Furthermore, in August 1980, during the visit of India's Foreign Minister to Dhaka, a Joint Press Statement was issued on August 18, 1980 and paragraph 9 of the statement read as follows:

" The question of the newly emerged island(s) (New Moore/South Talpatty/Purbasha) at the estuary of the border river Hariabhanga was also discussed. The two sides agreed that after study of the additional information exchanged between the two governments, further discussion would take place with a view to settling it peacefully at an early date."

Exchange of information envisaged in the above joint statement was intended to include the result of the joint survey to ascertain the physical location of the main flow of the border river Hariabhanga.

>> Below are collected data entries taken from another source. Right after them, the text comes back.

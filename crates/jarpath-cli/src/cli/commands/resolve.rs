//! `jarpath resolve <locator> [path]...` – resolve paths against a base.

use anyhow::{Context, Result};
use jarpath_core::{Locator, Resolver};

/// Resolves every path against `locator`. No paths yields the base itself.
pub(super) fn resolve_all(
    resolver: &Resolver,
    locator: &str,
    paths: &[String],
) -> Result<Vec<Locator>> {
    let base = Locator::parse(locator).with_context(|| format!("base locator {locator}"))?;
    if paths.is_empty() {
        return Ok(vec![base]);
    }
    paths
        .iter()
        .map(|path| {
            resolver
                .resolve(&base, Some(path.as_str()))
                .with_context(|| format!("resolve {path} against {locator}"))
        })
        .collect()
}

pub fn run_resolve(resolver: &Resolver, locator: &str, paths: &[String]) -> Result<()> {
    for resolved in resolve_all(resolver, locator, paths)? {
        println!("{resolved}");
    }
    Ok(())
}
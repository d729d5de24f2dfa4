//! Parent and relative resolution for archive locators.
//!
//! Generic URL resolution treats `jar:` bodies as opaque, so both operations
//! work on the locator text. The `<scheme>:<container>!` prefix is the
//! boundary and is carried over untouched; only the inner path is edited.

use crate::error::{LocatorError, LocatorResult};
use crate::locator::Locator;

use super::is_directory;
use super::segments::collapse_segments;

const SEPARATOR: char = '/';

fn split(locator: &Locator) -> LocatorResult<(&str, &str)> {
    locator
        .archive_parts()
        .ok_or_else(|| LocatorError::invalid_locator(locator.as_str(), "no !/ in archive locator"))
}

/// Drops the last inner segment. The archive root is its own parent.
pub(super) fn parent(locator: &Locator) -> LocatorResult<Locator> {
    let (prefix, inner) = split(locator)?;
    let cut = if is_directory(locator) {
        let trimmed = &inner[..inner.len() - 1];
        trimmed.rfind(SEPARATOR).map_or(inner.len(), |i| i + 1)
    } else {
        inner.rfind(SEPARATOR).map_or(0, |i| i + 1)
    };
    Locator::parse(&format!("{}{}", prefix, &inner[..cut]))
}

/// Appends `path` to the base directory and collapses dot segments of the
/// inner path. The inner root segment is the floor of the collapse.
pub(super) fn resolve(locator: &Locator, path: &str) -> LocatorResult<Locator> {
    let base = if is_directory(locator) {
        locator.clone()
    } else {
        parent(locator)?
    };
    let (prefix, inner) = split(&base)?;
    let joined = format!("{}{}", inner, path);

    let segments = collapse_segments(joined.split(SEPARATOR), 1).ok_or_else(|| {
        LocatorError::UnresolvablePath {
            base: locator.to_string(),
            path: path.to_string(),
        }
    })?;

    let resolved = format!("{}{}", prefix, segments.join("/"));
    tracing::trace!(base = %base, %resolved, "collapsed archive path");
    Locator::parse(&resolved)
}

#[cfg(test)]
mod tests {
    use super::*;

    fn loc(s: &str) -> Locator {
        Locator::parse(s).unwrap()
    }

    #[test]
    fn parent_of_file_keeps_directory() {
        let p = parent(&loc("jar:file:/x.jar!/dir/map.tmx")).unwrap();
        assert_eq!(p.as_str(), "jar:file:/x.jar!/dir/");
    }

    #[test]
    fn parent_of_directory_drops_last_segment() {
        let p = parent(&loc("jar:file:/x.jar!/a/b/")).unwrap();
        assert_eq!(p.as_str(), "jar:file:/x.jar!/a/");
        let p = parent(&loc("jar:file:/x.jar!/dir/")).unwrap();
        assert_eq!(p.as_str(), "jar:file:/x.jar!/");
    }

    #[test]
    fn parent_of_top_level_entry_is_root() {
        let p = parent(&loc("jar:file:/x.jar!/map.tmx")).unwrap();
        assert_eq!(p.as_str(), "jar:file:/x.jar!/");
    }

    #[test]
    fn parent_of_archive_root_is_root() {
        let p = parent(&loc("jar:file:/x.jar!/")).unwrap();
        assert_eq!(p.as_str(), "jar:file:/x.jar!/");
    }

    #[test]
    fn parent_ignores_separators_inside_container() {
        let p = parent(&loc("jar:https://example.com/a/b/maps.jar!/")).unwrap();
        assert_eq!(p.as_str(), "jar:https://example.com/a/b/maps.jar!/");
    }

    #[test]
    fn resolve_does_not_touch_container_dot_segments() {
        let r = resolve(&loc("jar:file:/a/../x.jar!/dir/"), "../b.png").unwrap();
        assert_eq!(r.as_str(), "jar:file:/a/../x.jar!/b.png");
    }

    #[test]
    fn resolve_absolute_inner_path_is_appended() {
        let r = resolve(&loc("jar:file:/x.jar!/dir/"), "/images/a.png").unwrap();
        assert_eq!(r.as_str(), "jar:file:/x.jar!/dir//images/a.png");
    }
}
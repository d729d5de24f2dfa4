//! `jarpath parent <locator>` – print the parent locator.

use anyhow::{Context, Result};
use jarpath_core::Resolver;

pub fn run_parent(resolver: &Resolver, locator: &str) -> Result<()> {
    let parent = resolver
        .parent_str(locator)
        .with_context(|| format!("parent of {locator}"))?;
    println!("{parent}");
    Ok(())
}
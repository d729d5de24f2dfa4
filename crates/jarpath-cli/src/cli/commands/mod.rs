//! CLI command handlers. Each command is in its own file.

mod completions;
mod from_path;
mod parent;
mod resolve;

pub use completions::{run_completions, run_man};
pub use from_path::run_from_path;
pub use parent::run_parent;
pub use resolve::run_resolve;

While bilateral discussions were pending to resolve the dispute, on May 9, 1981, India sent an armed ship "INS Sandhayak" with one helicopter and some military personnel to the island. Some huts, tents, one aerial mast and one pole bearing the Indian flag were seen erected there. Bangladesh was taken by surprise at India's aggressive mood to claim the island. Bangladesh on 11 May 1981 lodged a strong protest against such unwarranted, unilateral and illegal action of India that was in breach of the agreements reached at the highest political level.

Bangladesh, on 16 May 1981, urged India to withdraw the Indian navy ship from Bangladesh waters and to remove men and materials including the flag from the disputed island. India in reply reportedly stated that the intention of sending the ship was to collect additional hydrological information on the island but Bangladesh was not impressed with that reason because it was expected for a neighbour to inform Bangladesh of its intention prior to dispatching an armed ship to the island. Later India agreed to withdraw its ship and men and materials from the disputed island so that it would remain "no man's land" until it was settled peacefully.

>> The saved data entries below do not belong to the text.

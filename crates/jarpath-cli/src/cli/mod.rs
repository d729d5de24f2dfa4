//! CLI for jarpath.

mod commands;

use anyhow::Result;
use clap::{Parser, Subcommand};
use clap_complete::Shell;
use jarpath_core::config;
use jarpath_core::Resolver;
use std::path::PathBuf;

use commands::{run_completions, run_from_path, run_man, run_parent, run_resolve};

/// Top-level CLI for jarpath.
#[derive(Debug, Parser)]
#[command(name = "jarpath")]
#[command(about = "jarpath: resolve relative paths against plain and jar: locators", long_about = None)]
pub struct Cli {
    /// Separator in relative paths to rewrite to `/` (overrides config.toml).
    #[arg(long, global = true, value_name = "CHAR")]
    pub separator: Option<char>,

    #[command(subcommand)]
    pub command: CliCommand,
}

#[derive(Debug, Subcommand)]
pub enum CliCommand {
    /// Print the parent directory locator.
    Parent {
        /// Base locator, e.g. `jar:file:/x.jar!/dir/map.tmx`.
        locator: String,
    },

    /// Resolve relative paths against a base locator, one result per line.
    Resolve {
        /// Base locator (file or directory).
        locator: String,
        /// Relative paths. With none, the base locator is printed unchanged.
        paths: Vec<String>,
    },

    /// Turn a filesystem path into a `file:` locator (no existence check).
    FromPath {
        /// Filesystem path; relative paths are taken from the current directory.
        path: PathBuf,
        /// Treat the path as a directory (adds the trailing `/`).
        #[arg(long)]
        dir: bool,
    },

    /// Print shell completions.
    Completions {
        /// Target shell.
        #[arg(value_enum)]
        shell: Shell,
    },

    /// Print the man page (roff).
    Man,
}

impl CliCommand {
    pub fn run_from_args() -> Result<()> {
        let cli = Cli::parse();

        match cli.command {
            CliCommand::Completions { shell } => run_completions(shell),
            CliCommand::Man => run_man()?,
            CliCommand::FromPath { path, dir } => run_from_path(&path, dir)?,
            CliCommand::Parent { locator } => {
                let resolver = load_resolver(cli.separator)?;
                run_parent(&resolver, &locator)?;
            }
            CliCommand::Resolve { locator, paths } => {
                let resolver = load_resolver(cli.separator)?;
                run_resolve(&resolver, &locator, &paths)?;
            }
        }

        Ok(())
    }
}

fn load_resolver(separator: Option<char>) -> Result<Resolver> {
    let cfg = config::load_or_init()?;
    tracing::debug!("loaded config: {:?}", cfg);
    let mut options = cfg.resolver_options();
    if let Some(sep) = separator {
        options.native_separator = sep;
    }
    Ok(Resolver::new(options))
}

#[cfg(test)]
mod tests;
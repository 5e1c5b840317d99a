//! Deferred deletion entries.

use crate::id::DeletionEntryId;
use chrono::{DateTime, Duration, Utc};
use serde::{Deserialize, Serialize};

/// A previously sent message queued for removal after a grace period.
///
/// Entries are append-only: they are inserted, and removed once the
/// transport confirms the message is gone. They are never updated.
#[derive(Debug, Clone, PartialEq, Eq, Serialize, Deserialize)]
pub struct DeletionEntry {
    /// Row id.
    pub id: DeletionEntryId,
    /// Conversation the message was posted in.
    pub conversation_id: String,
    /// Platform id of the message.
    pub message_id: String,
    /// When the entry was scheduled.
    pub created_at: DateTime<Utc>,
}

impl DeletionEntry {
    /// Returns whether the entry is strictly older than `max_age` at `now`.
    #[must_use]
    pub fn is_expired(&self, now: DateTime<Utc>, max_age: Duration) -> bool {
        self.created_at < now - max_age
    }
}
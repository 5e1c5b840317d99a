//! Error handling foundation for notiteams.
//!
//! This module provides only the `Result` type alias using rootcause.
//! Each crate defines its own domain-specific error types in its own
//! error module and converts them into a `Report` at the boundary.

use rootcause::Report;

/// A Result type alias using rootcause's Report for error handling.
pub type Result<T, C = ()> = std::result::Result<T, Report<C>>;
use notiteams_connector::BotConnector;
use notiteams_reaper::Reaper;
use notiteams_registry::{PgRegistry, Registry};
use notiteams_server::{config::ServerConfig, router, shutdown::shutdown_signal};
use std::net::SocketAddr;
use std::sync::Arc;
use tracing_subscriber::{layer::SubscriberExt, util::SubscriberInitExt};

#[tokio::main]
async fn main() {
    tracing_subscriber::registry()
        .with(
            tracing_subscriber::EnvFilter::try_from_default_env()
                .unwrap_or_else(|_| "info,notiteams=debug,tower_http=debug".into()),
        )
        .with(tracing_subscriber::fmt::layer())
        .init();

    // Load configuration from environment
    let config = ServerConfig::from_env().expect("failed to load configuration");
    tracing::info!("Loaded configuration");

    let registry = PgRegistry::connect(&config.database_url, &config.database)
        .await
        .expect("failed to connect to database");
    if config.database.run_migrations {
        registry.migrate().await.expect("failed to run migrations");
    }
    let registry: Arc<dyn Registry> = Arc::new(registry);

    if !config.connector.is_configured() {
        tracing::warn!("connector credentials are not set, message deletes will fail");
    }
    let transport =
        Arc::new(BotConnector::new(&config.connector).expect("invalid connector configuration"));

    let reaper = Arc::new(Reaper::new(
        Arc::clone(&registry),
        transport,
        config.reaper.clone(),
    ));
    let reaper_handle = reaper.start().expect("failed to start reaper");

    let addr = SocketAddr::from(([0, 0, 0, 0], config.port));
    let listener = tokio::net::TcpListener::bind(addr)
        .await
        .expect("failed to bind to address");

    tracing::info!("listening on http://{}", addr);

    axum::serve(listener, router(Arc::clone(&registry)))
        .with_graceful_shutdown(shutdown_signal())
        .await
        .expect("server error");

    // The reaper finishes its current sweep before the pool is closed.
    if let Err(e) = reaper_handle.stop().await {
        tracing::error!(error = %e, "reaper did not stop cleanly");
    }
    registry.shutdown().await;
    tracing::info!("shutdown complete");
}
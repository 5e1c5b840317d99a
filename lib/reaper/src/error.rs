//! Error types for the reaper crate.

use std::fmt;

/// Errors from starting or stopping the reaper.
#[derive(Debug, Clone, PartialEq, Eq)]
pub enum ReaperError {
    /// `start` was called while a reaper task is still running.
    AlreadyRunning,
    /// The background task panicked or was aborted.
    TaskFailed { details: String },
}

impl fmt::Display for ReaperError {
    fn fmt(&self, f: &mut fmt::Formatter<'_>) -> fmt::Result {
        match self {
            Self::AlreadyRunning => write!(f, "reaper is already running"),
            Self::TaskFailed { details } => write!(f, "reaper task failed: {details}"),
        }
    }
}

impl std::error::Error for ReaperError {}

It is a matter of great concern to note from a report in the Bangladesh media (DS 22/9/03) that Indian Border Security Force (BSF) established a base on the island which was regularly visited by Indian naval gunships. If the report is true, India seems to have followed "might is right" doctrine to claim sovereignty on the island, ignoring the legitimate claim of Bangladesh. The presence of BSF on the island amounts not only to serious breach of the solemn agreements concluded at the highest political level but also tantamounts to serious provocation to Bangladesh.

In accordance with international law and agreements between the two sides, the sovereignty of the island needs to be settled between the two nations. Bangladesh considers that India honours its commitment in the spirit in which they were made and in the interest of good neighbourly relations, it is argued that the reported base of BSF on the island should be removed.

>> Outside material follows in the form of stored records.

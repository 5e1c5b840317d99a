//! The subset of the Bot Framework activity schema notiteams reads.
//!
//! Unknown fields are kept in `extra` maps so an activity serializes back
//! to what was received.

use notiteams_core::IdentityMapping;
use serde::{Deserialize, Serialize};
use serde_json::{Map, Value};
use std::collections::HashSet;

/// Card action value that asks for the conversation's token.
pub const REQUEST_TOKEN_ACTION: &str = "requestToken";

/// A user or bot account on the channel.
#[derive(Debug, Clone, Default, PartialEq, Serialize, Deserialize)]
#[serde(rename_all = "camelCase")]
pub struct ChannelAccount {
    /// Platform id (for example `29:...`).
    pub id: String,
    #[serde(default, skip_serializing_if = "Option::is_none")]
    pub name: Option<String>,
    /// Directory object id, present for real users.
    #[serde(default, skip_serializing_if = "Option::is_none")]
    pub aad_object_id: Option<String>,
    #[serde(flatten)]
    pub extra: Map<String, Value>,
}

/// Kind of conversation an activity belongs to.
#[derive(Debug, Clone, Copy, PartialEq, Eq, Serialize, Deserialize)]
#[serde(rename_all = "camelCase")]
pub enum ConversationType {
    Personal,
    GroupChat,
    Channel,
    #[serde(other)]
    Other,
}

impl ConversationType {
    #[must_use]
    pub const fn as_str(self) -> &'static str {
        match self {
            Self::Personal => "personal",
            Self::GroupChat => "groupChat",
            Self::Channel => "channel",
            Self::Other => "conversation",
        }
    }
}

#[derive(Debug, Clone, Default, PartialEq, Serialize, Deserialize)]
#[serde(rename_all = "camelCase")]
pub struct ConversationAccount {
    pub id: String,
    #[serde(default, skip_serializing_if = "Option::is_none")]
    pub conversation_type: Option<ConversationType>,
    #[serde(default, skip_serializing_if = "Option::is_none")]
    pub name: Option<String>,
    #[serde(default, skip_serializing_if = "Option::is_none")]
    pub tenant_id: Option<String>,
    #[serde(default, skip_serializing_if = "Option::is_none")]
    pub is_group: Option<bool>,
    #[serde(flatten)]
    pub extra: Map<String, Value>,
}

#[derive(Debug, Clone, Default, PartialEq, Serialize, Deserialize)]
pub struct EntityRef {
    pub id: String,
    #[serde(default, skip_serializing_if = "Option::is_none")]
    pub name: Option<String>,
}

/// Channel-specific payload. Only the tenant and team are read.
#[derive(Debug, Clone, Default, PartialEq, Serialize, Deserialize)]
pub struct ChannelData {
    #[serde(default, skip_serializing_if = "Option::is_none")]
    pub tenant: Option<EntityRef>,
    #[serde(default, skip_serializing_if = "Option::is_none")]
    pub team: Option<EntityRef>,
    #[serde(flatten)]
    pub extra: Map<String, Value>,
}

/// An inbound activity.
#[derive(Debug, Clone, Default, PartialEq, Serialize, Deserialize)]
#[serde(rename_all = "camelCase")]
pub struct Activity {
    #[serde(rename = "type")]
    pub kind: String,
    #[serde(default, skip_serializing_if = "Option::is_none")]
    pub id: Option<String>,
    #[serde(default, skip_serializing_if = "Option::is_none")]
    pub text: Option<String>,
    #[serde(default, skip_serializing_if = "Option::is_none")]
    pub value: Option<Value>,
    /// Installation update action (`add`, `remove`, ...).
    #[serde(default, skip_serializing_if = "Option::is_none")]
    pub action: Option<String>,
    #[serde(default, skip_serializing_if = "Option::is_none")]
    pub channel_id: Option<String>,
    #[serde(default, skip_serializing_if = "Option::is_none")]
    pub service_url: Option<String>,
    #[serde(default, skip_serializing_if = "Option::is_none")]
    pub locale: Option<String>,
    #[serde(default, skip_serializing_if = "Option::is_none")]
    pub conversation: Option<ConversationAccount>,
    #[serde(default, skip_serializing_if = "Option::is_none")]
    pub from: Option<ChannelAccount>,
    #[serde(default, skip_serializing_if = "Option::is_none")]
    pub recipient: Option<ChannelAccount>,
    #[serde(default, skip_serializing_if = "Vec::is_empty")]
    pub members_added: Vec<ChannelAccount>,
    #[serde(default, skip_serializing_if = "Vec::is_empty")]
    pub members_removed: Vec<ChannelAccount>,
    #[serde(default, skip_serializing_if = "Option::is_none")]
    pub channel_data: Option<ChannelData>,
    #[serde(flatten)]
    pub extra: Map<String, Value>,
}

/// Pointer to a conversation, enough to message it again later.
#[derive(Debug, Clone, PartialEq, Serialize)]
#[serde(rename_all = "camelCase")]
pub struct ConversationReference<'a> {
    #[serde(skip_serializing_if = "Option::is_none")]
    pub activity_id: Option<&'a str>,
    #[serde(skip_serializing_if = "Option::is_none")]
    pub user: Option<&'a ChannelAccount>,
    #[serde(skip_serializing_if = "Option::is_none")]
    pub bot: Option<&'a ChannelAccount>,
    #[serde(skip_serializing_if = "Option::is_none")]
    pub conversation: Option<&'a ConversationAccount>,
    #[serde(skip_serializing_if = "Option::is_none")]
    pub channel_id: Option<&'a str>,
    #[serde(skip_serializing_if = "Option::is_none")]
    pub locale: Option<&'a str>,
    #[serde(skip_serializing_if = "Option::is_none")]
    pub service_url: Option<&'a str>,
}

impl Activity {
    /// Tenant id from the channel data.
    #[must_use]
    pub fn tenant_id(&self) -> Option<&str> {
        self.channel_data
            .as_ref()?
            .tenant
            .as_ref()
            .map(|t| t.id.as_str())
    }

    /// Team id from the channel data, for channel conversations.
    #[must_use]
    pub fn team_id(&self) -> Option<&str> {
        self.channel_data
            .as_ref()?
            .team
            .as_ref()
            .map(|t| t.id.as_str())
    }

    #[must_use]
    pub fn conversation_type(&self) -> Option<ConversationType> {
        self.conversation.as_ref()?.conversation_type
    }

    /// Conversation id without the `;messageid=...` suffix channels append.
    #[must_use]
    pub fn base_conversation_id(&self) -> Option<&str> {
        let id = &self.conversation.as_ref()?.id;
        id.split(';').next()
    }

    /// Whether this activity asks for the conversation's token: a card
    /// submit carrying the request action, or the bot being installed.
    #[must_use]
    pub fn is_token_request(&self) -> bool {
        match self.kind.as_str() {
            "message" => {
                self.text.as_deref().is_none_or(str::is_empty)
                    && self
                        .value
                        .as_ref()
                        .and_then(|v| v.get("action"))
                        .and_then(Value::as_str)
                        == Some(REQUEST_TOKEN_ACTION)
            }
            "installationUpdate" => {
                matches!(self.action.as_deref(), Some("add" | "add-upgrade"))
            }
            _ => false,
        }
    }

    /// The reference to this activity's conversation, as seen from the bot.
    #[must_use]
    pub fn conversation_reference(&self) -> ConversationReference<'_> {
        ConversationReference {
            activity_id: self.id.as_deref(),
            user: self.from.as_ref(),
            bot: self.recipient.as_ref(),
            conversation: self.conversation.as_ref(),
            channel_id: self.channel_id.as_deref(),
            locale: self.locale.as_deref(),
            service_url: self.service_url.as_deref(),
        }
    }

    /// Identity mappings for every account in the activity that carries a
    /// directory id, deduplicated in order of appearance.
    ///
    /// Empty when the activity has no tenant.
    #[must_use]
    pub fn identities(&self) -> Vec<IdentityMapping> {
        let Some(tenant_id) = self.tenant_id() else {
            return Vec::new();
        };

        let accounts = self
            .from
            .iter()
            .chain(&self.members_added)
            .chain(&self.members_removed);

        let mut seen = HashSet::new();
        accounts
            .filter_map(|account| {
                let external_id = account.aad_object_id.as_deref()?;
                Some(IdentityMapping::new(
                    external_id,
                    tenant_id,
                    account.id.as_str(),
                    account.name.clone(),
                ))
            })
            .filter(|mapping| seen.insert(mapping.clone()))
            .collect()
    }
}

India is 22 times larger than Bangladesh. India has over 1.2 million armed personnel while Bangladesh armed forces consists of only 137,000. That does not mean that a militarily weak country likes to be pushed around. India's conduct toward Bangladesh should not be intimidating but be based on the principles of "Gujral" doctrine of trust and confidence. India's dominance and its political appetite for projecting its power in South Asia should not be at the expense of the goodwill of the neighbours.

Furthermore, India wishes to become a permanent member of the UN Security Council and should adhere to the principles of the UN Charter in settling "international disputes by peaceful means in such a manner that international peace and security and justice are not endangered" (Article 2.3 of the UN Charter). Bangladesh does not want more than India's scrupulous adherence to UN principles in its relations with it. The question is when and how will India acknowledge and implement the principles in resolving peacefully the sovereignty of the South Talpatty island?

Barrister Harun ur Rashid is a former Bangladesh Ambassador to the UN, Geneva.